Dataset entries
————————
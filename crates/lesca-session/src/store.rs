//! Disk-backed session records.
//!
//! Writes are atomic (write to a temp file, then rename over the target) so
//! a crash mid-write never leaves a half-written record. A record that
//! fails to parse or fails the required-field shape check is quarantined by
//! renaming it aside rather than deleted, so the raw bytes survive for
//! inspection.

use std::collections::HashMap;
use std::path::{Path, PathBuf};
use std::sync::Arc;

use tokio::fs;
use tracing::{debug, warn};

use lesca_types::{session::sanitize_name, BrowserContext, LescaError, Result, SessionRecord};

/// Evaluated on the context's first page; the driver is expected to return
/// the storage object directly rather than a serialized string.
const SNAPSHOT_LOCAL_STORAGE_SCRIPT: &str = "Object.assign({}, window.localStorage)";
const SNAPSHOT_SESSION_STORAGE_SCRIPT: &str = "Object.assign({}, window.sessionStorage)";

pub struct SessionStore {
    dir: PathBuf,
}

impl SessionStore {
    pub fn new(dir: impl Into<PathBuf>) -> Self {
        Self { dir: dir.into() }
    }

    fn path_for(&self, name: &str) -> PathBuf {
        self.dir.join(format!("{}.json", sanitize_name(name)))
    }

    async fn ensure_dir(&self) -> Result<()> {
        fs::create_dir_all(&self.dir)
            .await
            .map_err(|e| LescaError::Corrupted { message: format!("cannot create session dir: {e}") })
    }

    /// Creates a bare record with no cookies or storage -- used to reserve
    /// a session's file before a browser context exists for it.
    pub async fn create(&self, name: &str) -> Result<SessionRecord> {
        self.ensure_dir().await?;
        let record = SessionRecord::new(name, lesca_utils::now_unix_millis());
        self.save(&record).await?;
        Ok(record)
    }

    /// Snapshots `context`'s cookies and best-effort page-zero storage into
    /// a fresh record, saving it atomically.
    pub async fn snapshot(
        &self,
        name: &str,
        context: &Arc<dyn BrowserContext>,
        description: Option<String>,
    ) -> Result<SessionRecord> {
        self.ensure_dir().await?;
        let now = lesca_utils::now_unix_millis();
        let cookies = context.cookies().await?;
        let local_storage = self.snapshot_storage(context, SNAPSHOT_LOCAL_STORAGE_SCRIPT, "localStorage").await;
        let session_storage =
            self.snapshot_storage(context, SNAPSHOT_SESSION_STORAGE_SCRIPT, "sessionStorage").await;
        let mut record = SessionRecord::new(name, now);
        record.cookies = cookies;
        record.local_storage = local_storage;
        record.session_storage = session_storage;
        record.metadata.description = description;
        self.save(&record).await?;
        Ok(record)
    }

    async fn snapshot_storage(
        &self,
        context: &Arc<dyn BrowserContext>,
        script: &str,
        kind: &str,
    ) -> HashMap<String, String> {
        match context.evaluate(script).await {
            Ok(Some(serde_json::Value::Object(map))) => map
                .into_iter()
                .filter_map(|(k, v)| v.as_str().map(|s| (k, s.to_string())))
                .collect(),
            Ok(_) => {
                debug!(kind, "no page to snapshot storage from");
                HashMap::new()
            }
            Err(e) => {
                warn!(kind, error = %e, "failed to snapshot storage");
                HashMap::new()
            }
        }
    }

    async fn inject_storage(&self, context: &Arc<dyn BrowserContext>, storage: &HashMap<String, String>, kind: &str) {
        if storage.is_empty() {
            return;
        }
        let entries: Result<Vec<String>> = storage
            .iter()
            .map(|(k, v)| {
                let k = serde_json::to_string(k)
                    .map_err(|e| LescaError::Corrupted { message: e.to_string() })?;
                let v = serde_json::to_string(v)
                    .map_err(|e| LescaError::Corrupted { message: e.to_string() })?;
                Ok(format!("{k}:{v}"))
            })
            .collect();
        let entries = match entries {
            Ok(e) => e,
            Err(e) => {
                warn!(kind, error = %e, "failed to encode storage for injection");
                return;
            }
        };
        let script = format!("Object.assign(window.{kind}, {{{}}})", entries.join(","));
        if let Err(e) = context.evaluate(&script).await {
            warn!(kind, error = %e, "failed to inject storage");
        }
    }

    /// Restores a previously saved record's cookies and storage into
    /// `context`. Returns whether a record was found at all.
    pub async fn restore_into(&self, name: &str, context: &Arc<dyn BrowserContext>) -> Result<bool> {
        let record = match self.get(name).await {
            Ok(r) => r,
            Err(LescaError::SessionNotFound { .. }) => {
                debug!(name, "no saved session to restore");
                return Ok(false);
            }
            Err(e) => return Err(e),
        };
        context.add_cookies(record.cookies.clone()).await?;
        self.inject_storage(context, &record.local_storage, "localStorage").await;
        self.inject_storage(context, &record.session_storage, "sessionStorage").await;
        Ok(true)
    }

    pub async fn save(&self, record: &SessionRecord) -> Result<()> {
        self.ensure_dir().await?;
        let path = self.path_for(&record.name);
        let tmp = path.with_extension("json.tmp");
        let bytes = serde_json::to_vec_pretty(record)
            .map_err(|e| LescaError::Corrupted { message: format!("cannot serialize session: {e}") })?;
        fs::write(&tmp, bytes)
            .await
            .map_err(|e| LescaError::Corrupted { message: format!("cannot write session: {e}") })?;
        fs::rename(&tmp, &path)
            .await
            .map_err(|e| LescaError::Corrupted { message: format!("cannot finalize session write: {e}") })?;
        Ok(())
    }

    /// Reads a record without touching its `last_used_at`.
    pub async fn get(&self, name: &str) -> Result<SessionRecord> {
        self.read(&self.path_for(name)).await.ok_or_else(|| LescaError::SessionNotFound { name: name.to_string() })
    }

    /// Reads a record and bumps `last_used_at`, persisting the touch.
    pub async fn restore(&self, name: &str) -> Result<SessionRecord> {
        let mut record = self.get(name).await?;
        record.metadata.last_used_at = lesca_utils::now_unix_millis();
        self.save(&record).await?;
        Ok(record)
    }

    async fn read(&self, path: &Path) -> Option<SessionRecord> {
        let bytes = fs::read(path).await.ok()?;
        let value: serde_json::Value = match serde_json::from_slice(&bytes) {
            Ok(v) => v,
            Err(e) => {
                self.quarantine(path, &e.to_string()).await;
                return None;
            }
        };
        if !SessionRecord::has_valid_shape(&value) {
            self.quarantine(path, "missing required fields").await;
            return None;
        }
        match serde_json::from_value(value) {
            Ok(record) => Some(record),
            Err(e) => {
                self.quarantine(path, &e.to_string()).await;
                None
            }
        }
    }

    async fn quarantine(&self, path: &Path, reason: &str) {
        let dest = path.with_extension(format!("json.bak.{}", lesca_utils::now_unix_millis()));
        warn!(path = %path.display(), %reason, dest = %dest.display(), "quarantining corrupted session record");
        let _ = fs::rename(path, dest).await;
    }

    pub async fn exists(&self, name: &str) -> bool {
        fs::try_exists(self.path_for(name)).await.unwrap_or(false)
    }

    pub async fn delete(&self, name: &str) -> Result<()> {
        let path = self.path_for(name);
        fs::remove_file(&path)
            .await
            .map_err(|_| LescaError::SessionNotFound { name: name.to_string() })
    }

    pub async fn rename(&self, from: &str, to: &str) -> Result<SessionRecord> {
        let mut record = self.get(from).await?;
        record.name = to.to_string();
        self.save(&record).await?;
        self.delete(from).await?;
        Ok(record)
    }

    /// Every session filename stem on disk, whether or not its record
    /// parses -- used internally to drive the scans below.
    async fn list_names(&self) -> Result<Vec<String>> {
        self.ensure_dir().await?;
        let mut names = Vec::new();
        let mut entries = fs::read_dir(&self.dir)
            .await
            .map_err(|e| LescaError::Corrupted { message: format!("cannot list session dir: {e}") })?;
        while let Some(entry) = entries
            .next_entry()
            .await
            .map_err(|e| LescaError::Corrupted { message: format!("cannot read session dir entry: {e}") })?
        {
            let file_name = entry.file_name();
            let file_name = file_name.to_string_lossy();
            if let Some(stem) = file_name.strip_suffix(".json") {
                names.push(stem.to_string());
            }
        }
        Ok(names)
    }

    /// Every non-expired session record on disk. Expired records are
    /// deleted as the scan encounters them.
    pub async fn list(&self) -> Result<Vec<SessionRecord>> {
        let now = lesca_utils::now_unix_millis();
        let mut records = Vec::new();
        for name in self.list_names().await? {
            if let Some(record) = self.read(&self.path_for(&name)).await {
                if record.is_expired(now) {
                    let _ = self.delete(&name).await;
                } else {
                    records.push(record);
                }
            }
        }
        Ok(records)
    }

    /// Same as [`Self::list`], newest-used first.
    pub async fn list_active(&self) -> Result<Vec<SessionRecord>> {
        let mut records = self.list().await?;
        records.sort_by_key(|r| std::cmp::Reverse(r.metadata.last_used_at));
        Ok(records)
    }

    pub async fn validate(&self, name: &str) -> bool {
        self.read(&self.path_for(name)).await.is_some()
    }

    /// Deletes every expired session record, returning the names removed.
    pub async fn cleanup_expired(&self) -> Result<Vec<String>> {
        let now = lesca_utils::now_unix_millis();
        let mut removed = Vec::new();
        for name in self.list_names().await? {
            if let Some(record) = self.read(&self.path_for(&name)).await {
                if record.is_expired(now) {
                    self.delete(&name).await?;
                    removed.push(name);
                }
            }
        }
        Ok(removed)
    }

    /// Merges `sources` into `target`, per the given strategy, and saves
    /// the result under `target`'s name. `target` need not already exist.
    pub async fn merge(
        &self,
        sources: &[&str],
        target: &str,
        strategy: crate::merge::MergeStrategy,
    ) -> Result<SessionRecord> {
        let base = match self.get(target).await {
            Ok(r) => r,
            Err(LescaError::SessionNotFound { .. }) => SessionRecord::new(target, lesca_utils::now_unix_millis()),
            Err(e) => return Err(e),
        };
        let mut incoming = Vec::with_capacity(sources.len());
        for name in sources {
            incoming.push(self.get(name).await?);
        }
        let merged = crate::merge::merge_records(base, incoming, strategy);
        self.save(&merged).await?;
        Ok(merged)
    }
}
————————
> **Exercise goal**
Search the entries above for "match". Return every line that has it.

> **Expected output**
        match context.evaluate(script).await {
        let entries = match entries {
        let record = match self.get(name).await {
        let value: serde_json::Value = match serde_json::from_slice(&bytes) {
        match serde_json::from_value(value) {
        let base = match self.get(target).await {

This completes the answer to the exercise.